Meavilla explica que, desde una óptica matemática merecen especial atención unas novelas concretas. En «Viaje al centro de la Tierra» (1864), «gracias a la interpretación de un mensaje cifrado, se descubre la puerta de entrada al centro de la Tierra. En «De la Tierra a la Luna» (1865), «se hace referencia al teorema de Pitágoras, al pons asinorum y se aportan datos concernientes a matemáticos y astrónomos (Tales de Mileto, Aristarco de Samos, Clomedes, Beroso, Hiparco, Ptolomeo, Abul Wafa, Copérnico y Tycho Brahe) que contribuyeron al conocimiento del astro de la noche». Por lo que respecta a «Aventuras de tres rusos y tres ingleses en el África austral» (1872), se aborda el problema de la medición de un arco de meridiano. En «La isla misteriosa», se ve «un método indirecto para la determinación de la altura de una muralla de granito, se presentan algunas cuestiones relacionadas con las progresiones geométricas y se describen paisajes vegetales y minerales utilizando el lenguaje geométrico». En «La jangada», «se analiza un método de sustitución para cifrar y descifrar mensajes, que se apoya en un número clave». En «Mathias Sandorf», hay «un procedimiento que utiliza una rejilla perforada para encriptar y desencriptar documentos». Por ultimo, en las «Maravillosas aventuras de Antifer», «se plantea un interesante problema de trigonometría esférica».
De esta manera, Verne fue dando viajes extraordinarios –a quién no le son familiares o ha visto adaptaciones a la pantalla o al cómic, en todo el mundo, de «La vuelta al mundo en ochenta días» o «Veinte mil leguas de viaje submarino»– a medida que el continuo trabajo se volvía su única válvula de escape. Anclado a ese acuerdo, todo se redujo a la escritura: apenas se relacionaba con su mujer, de la que jamás había estado enamorado, su hijo Michel padecía el desprecio que el propio Jules había sufrido de su padre, y su salud le deparará diabetes, úlceras, desmayos, parálisis faciales, pérdida de vista y oído, formando una rara mezcla de gloria universal e infelicidad completa.

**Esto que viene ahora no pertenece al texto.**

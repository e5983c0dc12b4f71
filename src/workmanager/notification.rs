use super::statistics::Counter;
use crate::membership::types::NodeId;

/// Capability of components that want to hear about cluster events.
///
/// Every method has an empty default so implementors pick what they need.
pub trait NotificationListener: Send + Sync {
    fn join(&self, _node: &NodeId) {}

    fn leave(&self, _node: &NodeId) {}

    fn update_short_running_free(&self, _node: &NodeId, _free: u64) {}

    fn update_long_running_free(&self, _node: &NodeId, _free: u64) {}

    /// A peer's statistics counter moved up by one.
    fn delta(&self, _origin: &NodeId, _counter: Counter) {}
}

Acaso su única compañía verdaderamente auténtica fuera la de su hermano, Paul, que por cierto escribió un relato de una ascensión al Mont Blanc en 1874 y al que preguntaba sobre asuntos marineros. 62 novelas y 18 novelas cortas le contemplarán.
La excepcional vida de Jules Verne se pudo conocer mediante un llamativo libro en 2018: “Julio Verne. Testamento de un excéntrico”, de Rémi Guérin, que además contó con un prefacio del bisnieto del narrador. Así, Jean Verne llegaba a hablar de su bisabuelo como de un «enigma», al desconocer en verdad su vida interior y ofrecer de puertas afuera ciertas contradicciones: «Buscó el reconocimiento institucional y de las élites, pero huyó de las mundanidades, las extravagancias y la adulación cortesana. Se encerró en una vida laboriosa lejos de la efervescencia artística parisiense, pero se postuló a la Academia Francesa. Se casó pero rechazó las coerciones de la vida familiar. Dio la vuelta al mundo y al espacio en sus novelas, pero apenas intentó viajar aparte de la navegación por las inmediaciones». No hay que irse muy lejos en el tiempo. En el 2019 se cumplieron los ciento cincuenta años de “Veinte mil leguas de viaje submarino”, una novela que cuenta cómo, de modo inesperado, diversos buques en distintos mares sufren el ataque de una monstruosa criatura marina que los manda a pique; en busca de resolver semejante misterio, se prepara una fragata para acabar con la amenaza de la bestia, lo que dará como resultado el descubrimiento de un personaje tan singular como el Capitán Nemo.